*** SUPPLIED RECORDS Section Begins ***
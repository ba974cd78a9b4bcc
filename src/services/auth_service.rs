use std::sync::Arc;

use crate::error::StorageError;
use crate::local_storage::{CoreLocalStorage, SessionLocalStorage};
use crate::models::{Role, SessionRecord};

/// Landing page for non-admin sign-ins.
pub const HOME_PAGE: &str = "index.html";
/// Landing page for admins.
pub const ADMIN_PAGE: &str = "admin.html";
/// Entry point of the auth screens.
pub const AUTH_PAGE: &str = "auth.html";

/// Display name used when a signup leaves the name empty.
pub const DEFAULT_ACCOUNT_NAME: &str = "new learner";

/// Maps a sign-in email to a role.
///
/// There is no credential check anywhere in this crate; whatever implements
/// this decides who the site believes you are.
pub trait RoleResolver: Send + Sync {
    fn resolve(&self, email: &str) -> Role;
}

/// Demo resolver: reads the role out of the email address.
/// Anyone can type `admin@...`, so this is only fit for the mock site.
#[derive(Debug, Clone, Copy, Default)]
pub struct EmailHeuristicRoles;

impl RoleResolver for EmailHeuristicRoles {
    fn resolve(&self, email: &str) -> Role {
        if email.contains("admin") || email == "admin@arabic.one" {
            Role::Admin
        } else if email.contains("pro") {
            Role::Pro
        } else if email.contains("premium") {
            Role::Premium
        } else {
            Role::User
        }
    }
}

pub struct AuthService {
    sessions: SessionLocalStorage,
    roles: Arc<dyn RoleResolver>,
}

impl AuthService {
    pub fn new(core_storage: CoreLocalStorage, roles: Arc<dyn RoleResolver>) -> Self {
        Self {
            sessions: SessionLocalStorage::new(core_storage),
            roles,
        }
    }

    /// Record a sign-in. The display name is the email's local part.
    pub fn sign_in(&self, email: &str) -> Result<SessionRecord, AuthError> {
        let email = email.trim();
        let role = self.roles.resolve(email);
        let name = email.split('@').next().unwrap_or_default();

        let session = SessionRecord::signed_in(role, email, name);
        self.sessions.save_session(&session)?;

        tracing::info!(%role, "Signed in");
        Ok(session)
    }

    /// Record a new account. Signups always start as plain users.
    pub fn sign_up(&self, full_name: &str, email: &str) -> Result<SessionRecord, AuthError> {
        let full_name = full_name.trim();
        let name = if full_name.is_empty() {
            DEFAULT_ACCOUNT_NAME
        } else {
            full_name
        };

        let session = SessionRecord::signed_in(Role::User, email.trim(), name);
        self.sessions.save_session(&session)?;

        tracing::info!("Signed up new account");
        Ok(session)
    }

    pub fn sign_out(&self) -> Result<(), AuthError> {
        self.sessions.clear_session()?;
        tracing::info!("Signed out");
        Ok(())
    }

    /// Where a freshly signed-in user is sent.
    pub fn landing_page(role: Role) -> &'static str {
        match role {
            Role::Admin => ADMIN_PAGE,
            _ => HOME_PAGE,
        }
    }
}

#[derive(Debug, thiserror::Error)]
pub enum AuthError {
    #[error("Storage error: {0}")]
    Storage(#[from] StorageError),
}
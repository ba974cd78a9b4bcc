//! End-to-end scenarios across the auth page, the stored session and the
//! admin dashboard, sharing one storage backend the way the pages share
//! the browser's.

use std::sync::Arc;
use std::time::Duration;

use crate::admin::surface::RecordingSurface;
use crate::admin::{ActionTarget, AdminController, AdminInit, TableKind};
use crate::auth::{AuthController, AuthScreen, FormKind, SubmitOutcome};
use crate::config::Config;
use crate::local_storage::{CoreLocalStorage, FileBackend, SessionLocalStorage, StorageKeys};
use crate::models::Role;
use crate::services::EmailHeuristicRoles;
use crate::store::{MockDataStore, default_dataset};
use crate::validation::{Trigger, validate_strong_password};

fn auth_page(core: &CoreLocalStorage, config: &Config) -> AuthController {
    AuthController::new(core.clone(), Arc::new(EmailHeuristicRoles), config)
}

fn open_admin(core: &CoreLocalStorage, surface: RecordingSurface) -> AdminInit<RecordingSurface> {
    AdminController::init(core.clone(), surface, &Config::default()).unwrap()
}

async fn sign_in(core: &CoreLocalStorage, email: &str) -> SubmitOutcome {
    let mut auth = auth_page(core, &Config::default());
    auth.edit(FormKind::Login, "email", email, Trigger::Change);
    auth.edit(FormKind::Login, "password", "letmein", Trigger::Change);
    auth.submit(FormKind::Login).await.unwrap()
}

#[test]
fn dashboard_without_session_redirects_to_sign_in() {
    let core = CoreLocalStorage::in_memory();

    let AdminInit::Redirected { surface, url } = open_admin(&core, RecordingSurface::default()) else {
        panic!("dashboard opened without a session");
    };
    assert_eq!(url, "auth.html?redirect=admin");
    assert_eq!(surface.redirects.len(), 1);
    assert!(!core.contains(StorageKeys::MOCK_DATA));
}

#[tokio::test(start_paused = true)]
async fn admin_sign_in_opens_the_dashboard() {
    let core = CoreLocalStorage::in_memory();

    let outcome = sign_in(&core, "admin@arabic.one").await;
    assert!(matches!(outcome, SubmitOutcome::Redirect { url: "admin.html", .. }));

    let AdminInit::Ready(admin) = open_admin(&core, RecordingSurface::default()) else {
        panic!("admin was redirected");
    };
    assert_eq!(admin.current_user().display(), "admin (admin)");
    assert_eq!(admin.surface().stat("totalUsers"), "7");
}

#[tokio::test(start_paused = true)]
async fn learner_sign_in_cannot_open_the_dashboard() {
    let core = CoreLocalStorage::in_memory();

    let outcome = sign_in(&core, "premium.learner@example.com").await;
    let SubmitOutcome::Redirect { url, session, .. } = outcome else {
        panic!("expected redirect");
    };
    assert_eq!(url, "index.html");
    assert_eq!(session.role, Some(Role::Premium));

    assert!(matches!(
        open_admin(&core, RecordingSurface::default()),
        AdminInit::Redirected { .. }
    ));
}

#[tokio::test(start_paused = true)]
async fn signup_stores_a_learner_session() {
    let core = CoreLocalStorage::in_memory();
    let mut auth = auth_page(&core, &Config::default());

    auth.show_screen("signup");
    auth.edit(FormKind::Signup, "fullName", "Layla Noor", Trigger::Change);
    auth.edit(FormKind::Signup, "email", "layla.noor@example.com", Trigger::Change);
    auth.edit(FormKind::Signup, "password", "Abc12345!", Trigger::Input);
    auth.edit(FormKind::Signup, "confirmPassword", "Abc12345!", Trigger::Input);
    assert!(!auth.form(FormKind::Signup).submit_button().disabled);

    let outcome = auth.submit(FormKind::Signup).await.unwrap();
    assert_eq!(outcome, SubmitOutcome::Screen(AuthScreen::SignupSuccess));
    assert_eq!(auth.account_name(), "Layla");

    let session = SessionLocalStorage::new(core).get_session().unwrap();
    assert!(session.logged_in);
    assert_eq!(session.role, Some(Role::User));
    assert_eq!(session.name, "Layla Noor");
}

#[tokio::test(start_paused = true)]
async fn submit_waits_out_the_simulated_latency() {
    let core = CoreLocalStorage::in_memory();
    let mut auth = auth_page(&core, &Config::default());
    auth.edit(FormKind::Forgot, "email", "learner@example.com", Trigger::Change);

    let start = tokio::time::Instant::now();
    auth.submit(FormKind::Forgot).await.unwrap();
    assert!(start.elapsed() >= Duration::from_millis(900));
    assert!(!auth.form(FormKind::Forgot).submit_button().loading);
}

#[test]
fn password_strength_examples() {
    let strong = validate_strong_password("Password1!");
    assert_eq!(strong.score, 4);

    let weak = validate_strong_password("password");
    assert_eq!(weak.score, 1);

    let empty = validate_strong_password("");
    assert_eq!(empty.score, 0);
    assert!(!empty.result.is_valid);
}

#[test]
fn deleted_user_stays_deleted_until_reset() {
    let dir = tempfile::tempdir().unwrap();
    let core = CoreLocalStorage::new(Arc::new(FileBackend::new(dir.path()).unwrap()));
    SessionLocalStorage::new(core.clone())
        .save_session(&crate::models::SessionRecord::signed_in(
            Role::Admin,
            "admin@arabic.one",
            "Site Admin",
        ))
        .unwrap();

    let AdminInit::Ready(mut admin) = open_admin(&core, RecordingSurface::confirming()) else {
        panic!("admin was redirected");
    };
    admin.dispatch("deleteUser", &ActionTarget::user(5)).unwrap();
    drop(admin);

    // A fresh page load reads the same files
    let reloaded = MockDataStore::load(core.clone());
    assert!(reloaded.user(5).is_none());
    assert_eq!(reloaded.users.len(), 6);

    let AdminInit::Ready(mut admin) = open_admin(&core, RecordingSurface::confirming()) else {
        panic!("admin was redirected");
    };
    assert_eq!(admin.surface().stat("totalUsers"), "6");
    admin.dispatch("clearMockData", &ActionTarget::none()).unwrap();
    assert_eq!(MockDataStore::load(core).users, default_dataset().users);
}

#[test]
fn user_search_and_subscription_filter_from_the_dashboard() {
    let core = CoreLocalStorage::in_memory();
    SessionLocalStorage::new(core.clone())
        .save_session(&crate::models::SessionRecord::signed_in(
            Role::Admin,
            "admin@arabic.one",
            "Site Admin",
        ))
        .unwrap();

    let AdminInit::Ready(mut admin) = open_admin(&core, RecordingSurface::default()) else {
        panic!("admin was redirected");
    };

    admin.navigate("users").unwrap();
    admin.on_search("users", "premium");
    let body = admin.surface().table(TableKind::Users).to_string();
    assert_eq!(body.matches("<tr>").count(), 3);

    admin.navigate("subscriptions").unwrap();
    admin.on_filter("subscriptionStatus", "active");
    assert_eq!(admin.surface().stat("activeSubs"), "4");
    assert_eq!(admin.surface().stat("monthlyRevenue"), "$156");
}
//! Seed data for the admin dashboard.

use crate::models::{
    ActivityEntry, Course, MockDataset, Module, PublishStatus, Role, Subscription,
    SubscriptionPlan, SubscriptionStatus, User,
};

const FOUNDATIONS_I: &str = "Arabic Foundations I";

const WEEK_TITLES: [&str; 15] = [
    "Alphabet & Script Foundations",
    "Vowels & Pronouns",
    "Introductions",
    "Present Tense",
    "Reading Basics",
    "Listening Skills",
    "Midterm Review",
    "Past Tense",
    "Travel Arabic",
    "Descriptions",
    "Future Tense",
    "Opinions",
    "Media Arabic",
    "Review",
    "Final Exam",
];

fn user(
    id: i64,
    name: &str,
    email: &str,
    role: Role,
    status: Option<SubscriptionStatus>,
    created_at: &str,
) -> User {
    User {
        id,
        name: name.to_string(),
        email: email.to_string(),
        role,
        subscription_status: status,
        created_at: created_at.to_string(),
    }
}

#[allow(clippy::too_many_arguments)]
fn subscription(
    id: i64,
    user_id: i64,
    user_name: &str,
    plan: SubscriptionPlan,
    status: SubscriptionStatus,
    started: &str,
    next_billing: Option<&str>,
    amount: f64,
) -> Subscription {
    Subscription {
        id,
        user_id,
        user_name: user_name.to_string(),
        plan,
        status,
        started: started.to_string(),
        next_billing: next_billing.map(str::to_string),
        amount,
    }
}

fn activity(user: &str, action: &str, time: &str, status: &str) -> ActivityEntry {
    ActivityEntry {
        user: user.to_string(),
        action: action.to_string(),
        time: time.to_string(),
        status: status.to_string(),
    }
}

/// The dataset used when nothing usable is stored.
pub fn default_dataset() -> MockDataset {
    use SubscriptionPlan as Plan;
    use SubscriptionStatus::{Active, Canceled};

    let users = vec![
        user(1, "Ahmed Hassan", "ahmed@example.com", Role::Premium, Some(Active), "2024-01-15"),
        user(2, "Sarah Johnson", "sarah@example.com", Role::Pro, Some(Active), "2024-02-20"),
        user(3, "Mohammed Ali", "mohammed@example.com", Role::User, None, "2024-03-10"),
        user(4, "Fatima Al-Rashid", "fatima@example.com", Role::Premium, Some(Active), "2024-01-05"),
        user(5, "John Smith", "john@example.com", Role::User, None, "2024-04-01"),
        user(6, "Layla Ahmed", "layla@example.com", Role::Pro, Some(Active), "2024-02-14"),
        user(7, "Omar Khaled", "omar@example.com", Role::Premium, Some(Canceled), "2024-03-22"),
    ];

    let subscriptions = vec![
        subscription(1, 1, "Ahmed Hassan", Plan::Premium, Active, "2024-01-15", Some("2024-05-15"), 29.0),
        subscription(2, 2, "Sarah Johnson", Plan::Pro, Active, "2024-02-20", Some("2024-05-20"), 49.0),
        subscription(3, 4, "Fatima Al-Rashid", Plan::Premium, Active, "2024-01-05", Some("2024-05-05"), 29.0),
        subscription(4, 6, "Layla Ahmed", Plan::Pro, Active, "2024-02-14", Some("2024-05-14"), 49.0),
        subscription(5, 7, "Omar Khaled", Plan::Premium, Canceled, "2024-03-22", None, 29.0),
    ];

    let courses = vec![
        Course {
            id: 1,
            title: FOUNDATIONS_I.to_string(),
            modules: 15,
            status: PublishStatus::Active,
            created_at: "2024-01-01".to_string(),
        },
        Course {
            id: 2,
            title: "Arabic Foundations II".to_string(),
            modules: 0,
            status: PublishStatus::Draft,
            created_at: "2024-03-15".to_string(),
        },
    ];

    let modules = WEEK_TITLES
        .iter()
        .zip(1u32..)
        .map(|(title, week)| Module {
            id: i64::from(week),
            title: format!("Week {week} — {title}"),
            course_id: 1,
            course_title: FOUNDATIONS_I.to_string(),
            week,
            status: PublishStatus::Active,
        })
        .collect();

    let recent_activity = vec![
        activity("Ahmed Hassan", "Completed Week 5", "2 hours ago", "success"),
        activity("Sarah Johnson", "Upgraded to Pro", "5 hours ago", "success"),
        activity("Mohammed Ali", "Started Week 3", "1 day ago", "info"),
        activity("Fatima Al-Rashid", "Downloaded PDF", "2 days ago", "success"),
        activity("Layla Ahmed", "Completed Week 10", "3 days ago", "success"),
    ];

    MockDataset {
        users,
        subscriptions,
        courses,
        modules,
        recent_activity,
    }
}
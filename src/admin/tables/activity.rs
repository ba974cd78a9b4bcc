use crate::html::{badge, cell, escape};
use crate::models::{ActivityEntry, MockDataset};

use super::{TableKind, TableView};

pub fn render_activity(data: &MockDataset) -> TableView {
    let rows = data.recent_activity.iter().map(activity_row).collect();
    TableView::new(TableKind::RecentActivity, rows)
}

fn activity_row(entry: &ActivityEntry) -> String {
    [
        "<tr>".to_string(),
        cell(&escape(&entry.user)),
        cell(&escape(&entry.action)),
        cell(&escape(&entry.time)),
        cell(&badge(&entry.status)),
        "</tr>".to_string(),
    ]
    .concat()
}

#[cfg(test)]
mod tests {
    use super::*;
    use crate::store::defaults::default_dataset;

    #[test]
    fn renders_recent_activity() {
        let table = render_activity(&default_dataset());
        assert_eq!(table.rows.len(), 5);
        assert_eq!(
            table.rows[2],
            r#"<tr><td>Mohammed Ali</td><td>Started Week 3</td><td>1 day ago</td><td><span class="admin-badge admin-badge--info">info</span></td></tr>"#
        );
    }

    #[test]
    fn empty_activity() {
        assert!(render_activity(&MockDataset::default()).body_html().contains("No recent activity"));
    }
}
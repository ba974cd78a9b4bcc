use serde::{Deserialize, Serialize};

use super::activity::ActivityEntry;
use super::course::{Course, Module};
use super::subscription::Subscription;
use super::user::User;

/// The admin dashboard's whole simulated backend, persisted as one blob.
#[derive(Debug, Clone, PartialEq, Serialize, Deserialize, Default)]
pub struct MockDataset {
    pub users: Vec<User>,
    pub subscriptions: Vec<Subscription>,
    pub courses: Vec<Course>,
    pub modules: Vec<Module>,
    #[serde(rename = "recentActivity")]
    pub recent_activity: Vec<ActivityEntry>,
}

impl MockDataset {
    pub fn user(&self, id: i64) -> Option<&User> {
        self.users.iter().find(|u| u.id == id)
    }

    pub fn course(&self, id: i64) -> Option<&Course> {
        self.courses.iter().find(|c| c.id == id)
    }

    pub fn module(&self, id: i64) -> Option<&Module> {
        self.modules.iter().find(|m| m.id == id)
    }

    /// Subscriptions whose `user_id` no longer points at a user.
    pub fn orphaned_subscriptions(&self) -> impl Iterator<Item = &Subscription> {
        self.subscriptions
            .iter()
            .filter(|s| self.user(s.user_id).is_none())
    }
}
*** SUPPLIED RECORDS Section Ends ***
YOUR GOAL: Return word for word the lines above from the line with "let session = SessionRecord::signed_in(role, email, name);" to the line with "as plain users.", including both and leaving out all others.

RESULT:
        let session = SessionRecord::signed_in(role, email, name);
        self.sessions.save_session(&session)?;

        tracing::info!(%role, "Signed in");
        Ok(session)
    }

    /// Record a new account. Signups always start as plain users.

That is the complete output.